The Internal Revenue Service (IRS) warns businesses to be wary of aggressive and misleading promotions related to the Employee Retention Credit (ERC). While the ERC is a legitimate pandemic-era tax benefit, dubious marketing tactics are pushing businesses, potentially unqualified, to claim the credit.
Despite promises of “risk-free” claims by some promoters, the IRS has heightened its audit and criminal investigation initiatives. Hundreds of criminal cases are active, with thousands of ERC claims under review.
Claiming the ERC improperly can result in businesses needing to repay the credit, along with potential penalties and interest. This could lead to a significant financial burden, potentially worse than if the credit had never been claimed. The IRS highlights that businesses should be cautious, especially when promoters demand high contingency fees, sometimes as much as 25% of the credit amount.
Key Points for Properly Claiming the ERC:
- The ERC is valid for qualified wages paid between March 13, 2020, and Dec. 31, 2021.
- Eligibility criteria include:
- Operations suspension due to government orders related to COVID-19.
- Significant decline in gross receipts in 2020 or 2021.
- Qualification as a recovery startup business in late 2021.

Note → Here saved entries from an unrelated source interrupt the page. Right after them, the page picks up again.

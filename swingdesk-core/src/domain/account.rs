//! Account equity, static risk profile, and exit history.

use chrono::NaiveDate;
use serde::{Deserialize, Serialize};

/// Static per-account risk policy.
#[derive(Debug, Clone, PartialEq, Serialize, Deserialize)]
#[serde(default)]
pub struct RiskProfile {
    /// Percent of equity risked per new trade (0.75 = 0.75%).
    pub risk_per_trade_pct: f64,
    pub max_positions: usize,
    /// Ceiling on aggregate open risk, percent of equity.
    pub max_open_risk_pct: f64,
}

impl Default for RiskProfile {
    fn default() -> Self {
        Self {
            risk_per_trade_pct: 0.75,
            max_positions: 8,
            max_open_risk_pct: 7.0,
        }
    }
}

/// Account state for one evaluation.
#[derive(Debug, Clone, PartialEq, Serialize, Deserialize)]
pub struct Account {
    /// Total equity in account currency.
    pub equity: f64,
    #[serde(default = "default_currency")]
    pub currency: String,
    #[serde(default)]
    pub profile: RiskProfile,
}

fn default_currency() -> String {
    "USD".to_string()
}

impl Account {
    pub fn new(equity: f64) -> Self {
        Self {
            equity,
            currency: default_currency(),
            profile: RiskProfile::default(),
        }
    }

    /// Cash risked on one new trade.
    pub fn risk_cash(&self) -> f64 {
        self.equity * self.profile.risk_per_trade_pct / 100.0
    }
}

/// How a closed position exited. Feeds whipsaw and re-entry rules.
#[derive(Debug, Clone, Copy, PartialEq, Eq, Serialize, Deserialize)]
#[serde(rename_all = "SCREAMING_SNAKE_CASE")]
pub enum ExitKind {
    StopHit,
    Manual,
    Target,
}

/// A closed trade from the persistence collaborator.
#[derive(Debug, Clone, PartialEq, Serialize, Deserialize)]
pub struct ExitRecord {
    pub symbol: String,
    pub exit_date: NaiveDate,
    pub kind: ExitKind,
    /// Realized result in R.
    pub r_multiple: f64,
}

Warning Signs of Questionable ERC Marketing:
- Unsolicited communication claiming an “easy application process.”
- Promotions guaranteeing quick ERC eligibility checks.
- Hefty upfront fees or fees based on the credit refund amount.
- “Ghost preparers” who don’t provide identifying information.
- False claims about a business’s eligibility without an assessment.
Promoters might also misrepresent eligibility requirements and withhold supporting documents. There’s also a potential threat to taxpayer identity or fraudulent claim cuts.
How Promoters Trap Businesses:
- Aggressive advertising through multiple channels.
- Deceptive mail campaigns.
- Omitting essential details about eligibility or credit calculation.
- Misinformation on wage deductions and participation in other financial relief programs.
- Misguidance on qualifications related to supply chain disruptions.
- Consult with reputable tax professionals.
- Request comprehensive worksheets detailing ERC calculations.
- Only apply if genuinely qualified. Use resources on IRS.gov for accurate information.
The IRS reiterates the importance of diligence and consultation with trusted professionals over promoters who might prioritize profit over clients’ best interests.